Architecture: a frontend API layer, a sharded message store, and a visibility-timeout manager. Plus a control plane for queue creation, configuration, and authorization.

Frontend API: stateless HTTP/gRPC servers that authenticate requests, route to the right shard for the queue, and return results. Each queue is sharded across N storage nodes by queue_id hash. Within a queue, messages are distributed across the shard's replicas; receive operations fetch from any healthy replica.

Message store: each shard is a triplet of replicas using leader-follower replication. Sends go to the leader; the leader writes to local disk, replicates to followers with ack=all (for the durability contract), then acks the producer. Messages are stored in a write-optimized log per queue — append on send, range scan on receive.

Receive flow: the consumer sends Receive(queue, max=10, visibility=30s, wait=20s). The frontend picks a leader for the queue's shard. The leader scans the queue's log for messages not currently invisible, returns up to max messages, and for each one writes a visibility-deadline entry (deadline = now + 30s, receive_count++). If no messages are available, the leader waits up to 20s for new sends before returning empty.

Visibility-timeout manager: an internal sweeper periodically scans the deadline index for expired entries. An expired entry means the consumer didn't ack in time — the message is requeued (visibility cleared), available to the next Receive. Receive_count is incremented; if it crosses the queue's max-receive threshold, the message is moved to the dead-letter queue instead of being requeued.

DLQ routing is a queue-to-queue move: the message is written to the configured DLQ name and removed from the source queue. DLQs are normal queues that an operator inspects manually.

Delayed delivery: when a send specifies delay=N, the message is written with a not-visible-until timestamp; the sweeper makes it visible when the time arrives. The same mechanism that handles visibility timeout handles delayed delivery.

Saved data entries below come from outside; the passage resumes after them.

//! Turn plain functions into command-line subcommands.
//!
//! `clipper` builds a command-line interface from the functions of a module:
//! each opted-in function becomes a subcommand, its parameters become
//! positional arguments (no default) or `--name=value` options (with a
//! default), and its doc comment becomes the help text.
//!
//! # Features
//!
//! - **Discovery**: `#[command]` marks a function and extracts its metadata
//!   at compile time; [`CommandRegistry::from_source`] collects the marked
//!   functions of a [`SourceUnit`] in declaration order
//! - **Help**: module and per-command help screens rendered from doc comments,
//!   configurable through [`HelpConfig`]
//! - **Dispatch**: [`Dispatcher`] selects a command from an argument vector,
//!   binds and coerces the arguments, and invokes it
//! - **Export**: [`CommandRegistry::to_json`] dumps the command table
//!
//! # Quick Start
//!
//! ```rust,ignore
//! use clipper::{command, commands, CommandRegistry, Outcome, SourceUnit};
//!
//! /// Adds two numbers.
//! ///
//! /// # Arguments
//! ///
//! /// * `a` - The first number.
//! /// * `b` - The second number.
//! #[command]
//! fn add(a: i64, b: i64) -> i64 {
//!     a + b
//! }
//!
//! /// Greets someone.
//! #[command]
//! fn greet(name: String, #[flag] shout: bool) -> String {
//!     let greeting = format!("Hello, {name}!");
//!     if shout { greeting.to_uppercase() } else { greeting }
//! }
//!
//! fn main() -> anyhow::Result<()> {
//!     let unit = SourceUnit::new(env!("CARGO_PKG_NAME"))
//!         .documentation(env!("CARGO_PKG_DESCRIPTION"))
//!         .version(env!("CARGO_PKG_VERSION"))
//!         .functions(commands![add, greet]);
//!     let registry = CommandRegistry::from_source(unit)?;
//!
//!     match registry.dispatch(std::env::args().skip(1))? {
//!         Outcome::Help(text) | Outcome::Version(text) => println!("{text}"),
//!         Outcome::Returned(value) => println!("{value}"),
//!     }
//!     Ok(())
//! }
//! ```
//!
//! ```text
//! $ calc add 2 3
//! 5
//! $ calc greet Ada --shout
//! HELLO, ADA!
//! $ calc add 2
//! missing required argument 'b' for command 'add'
//! ```
//!
//! # Without the macro
//!
//! Commands can be registered by hand with [`CommandDescriptor::builder`] and
//! [`CommandRegistry::builder`], or described as [`FunctionDef`]s and fed
//! through discovery.

mod command;
mod config;
mod dispatch;
mod docs;
mod error;
mod param;
mod registry;
mod source;
mod value;

pub use command::{
    callable, Callable, CommandBuilder, CommandDescriptor, IntoCommandResult, NO_DOCUMENTATION,
};
pub use config::HelpConfig;
pub use dispatch::{bind, Binding, Dispatcher, Outcome};
pub use docs::DocComment;
pub use error::{DescriptorError, DispatchError, Error, Result};
pub use param::{ParameterDescriptor, ReturnDescriptor};
pub use registry::{CommandRegistry, RegistryBuilder, HELP, VERSION};
pub use source::{FunctionDef, ParameterSpec, SourceUnit};
pub use value::{Arguments, FromValue, IntoValue, TypeTag, Value};

pub use clipper_macros::{command, commands};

FIFO queues: a separate mode with strict in-order delivery within a message-group-id. Sends with the same group_id are serialized at the leader; one in-flight message per group at a time. Different groups can be processed in parallel by different consumers. FIFO throughput is much lower than standard because of the serialization.

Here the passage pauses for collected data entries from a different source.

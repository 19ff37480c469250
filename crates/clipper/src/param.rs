//! Parameter and return-value descriptors.

use serde::Serialize;

use crate::error::DescriptorError;
use crate::registry::HELP;
use crate::value::{TypeTag, Value};

/// One parameter of a command.
///
/// A parameter with a default is optional and bound with `--name=value`;
/// one without must be supplied positionally.
#[derive(Debug, Clone, PartialEq, Serialize)]
pub struct ParameterDescriptor {
    name: String,
    declared_type: TypeTag,
    default: Option<Value>,
    documentation: String,
    index: usize,
}

impl ParameterDescriptor {
    /// Creates a required parameter at declaration position `index`.
    ///
    /// `help` is rejected: `--help` always renders the command's help.
    pub fn new(name: impl Into<String>, index: usize) -> Result<Self, DescriptorError> {
        let name = name.into();
        validate_name("parameter", &name)?;
        if name == HELP {
            return Err(DescriptorError::ReservedName {
                kind: "parameter",
                name,
            });
        }
        Ok(Self {
            name,
            declared_type: TypeTag::Unspecified,
            default: None,
            documentation: String::new(),
            index,
        })
    }

    pub fn with_type(mut self, declared_type: TypeTag) -> Self {
        self.declared_type = declared_type;
        self
    }

    /// Gives the parameter a default, making it optional.
    pub fn with_default(mut self, default: impl Into<Value>) -> Self {
        self.default = Some(default.into());
        self
    }

    pub fn with_documentation(mut self, documentation: impl Into<String>) -> Self {
        self.documentation = documentation.into();
        self
    }

    pub fn name(&self) -> &str {
        &self.name
    }

    pub fn declared_type(&self) -> TypeTag {
        self.declared_type
    }

    pub fn default(&self) -> Option<&Value> {
        self.default.as_ref()
    }

    pub fn documentation(&self) -> &str {
        &self.documentation
    }

    pub fn index(&self) -> usize {
        self.index
    }

    pub fn has_default(&self) -> bool {
        self.default.is_some()
    }

    /// Boolean optional parameters are spelled as bare `--name` flags.
    pub fn is_flag(&self) -> bool {
        self.has_default() && self.declared_type == TypeTag::Boolean
    }

    /// The usage fragment for this parameter, e.g. `<path>` or `[--count=<int>]`.
    pub fn usage(&self) -> String {
        if !self.has_default() {
            return format!("<{}>", self.name);
        }
        match self.declared_type {
            TypeTag::Boolean => format!("[--{}]", self.name),
            TypeTag::Unspecified => {
                let prefix: String = self.name.chars().take(2).collect();
                format!("[--{}=<{}>]", self.name, prefix)
            }
            other => format!(
                "[--{}=<{}>]",
                self.name,
                other.type_name().unwrap_or_default()
            ),
        }
    }
}

/// The documented return contract of a command. Descriptive only.
#[derive(Debug, Clone, Default, PartialEq, Eq, Serialize)]
pub struct ReturnDescriptor {
    documentation: String,
    declared_type: TypeTag,
}

impl ReturnDescriptor {
    pub fn new(documentation: impl Into<String>, declared_type: TypeTag) -> Self {
        Self {
            documentation: documentation.into(),
            declared_type,
        }
    }

    pub fn documentation(&self) -> &str {
        &self.documentation
    }

    pub fn declared_type(&self) -> TypeTag {
        self.declared_type
    }
}

/// Checks that `name` can be written as `--name` and `--name=value`.
pub(crate) fn validate_name(kind: &'static str, name: &str) -> Result<(), DescriptorError> {
    if name.is_empty() {
        return Err(DescriptorError::EmptyName { kind });
    }
    if name.starts_with('-') || name.contains('=') || name.chars().any(char::is_whitespace) {
        return Err(DescriptorError::MalformedName {
            kind,
            name: name.to_string(),
        });
    }
    Ok(())
}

Deep dive — the hard problem

Three deep dives: the visibility-timeout contract, exactly-once delivery, and hot-queue throughput.

Visibility-timeout contract — this is the heart of the design and the most-asked deep-dive topic.

When a consumer receives a message, the broker marks it invisible for the configured timeout (e.g. 30 seconds). If the consumer acks within the timeout, the message is deleted. If the consumer crashes or takes too long, the timeout expires and the message becomes visible again to the next Receive — usually delivered to a different consumer.

This gives at-least-once delivery: every message is delivered at least once, but a slow consumer can cause duplicate delivery (the original consumer finishes processing after the timeout expired, but the broker has already requeued and another consumer also processed the message). Consumers must be idempotent.

Two edge cases. (1) The consumer processed the message but the ack network call was lost. The broker requeues, another consumer processes again. Idempotency keys at the application layer handle this. (2) The consumer is alive but slow. The visibility timeout expires; the message is delivered to a second consumer; both now process in parallel. Solution: consumers can extend visibility (heartbeat) for long-running jobs.

The visibility timeout is a knob with real tradeoffs. Too short: duplicate delivery is common. Too long: a crashed consumer ties up the message for the whole timeout before another consumer gets a chance. Production default is 30s with consumer-side extension for known-long jobs.

Exactly-once delivery — only available for FIFO queues, only within a configured deduplication window (typically 5 minutes).

Producers attach a deduplication_id to each send. The broker indexes recent sends by deduplication_id; if the same id is sent again within the window, the second send is silently dropped (the producer still gets a success ack, but no second message is delivered). This handles the common case of a producer retrying after a network error.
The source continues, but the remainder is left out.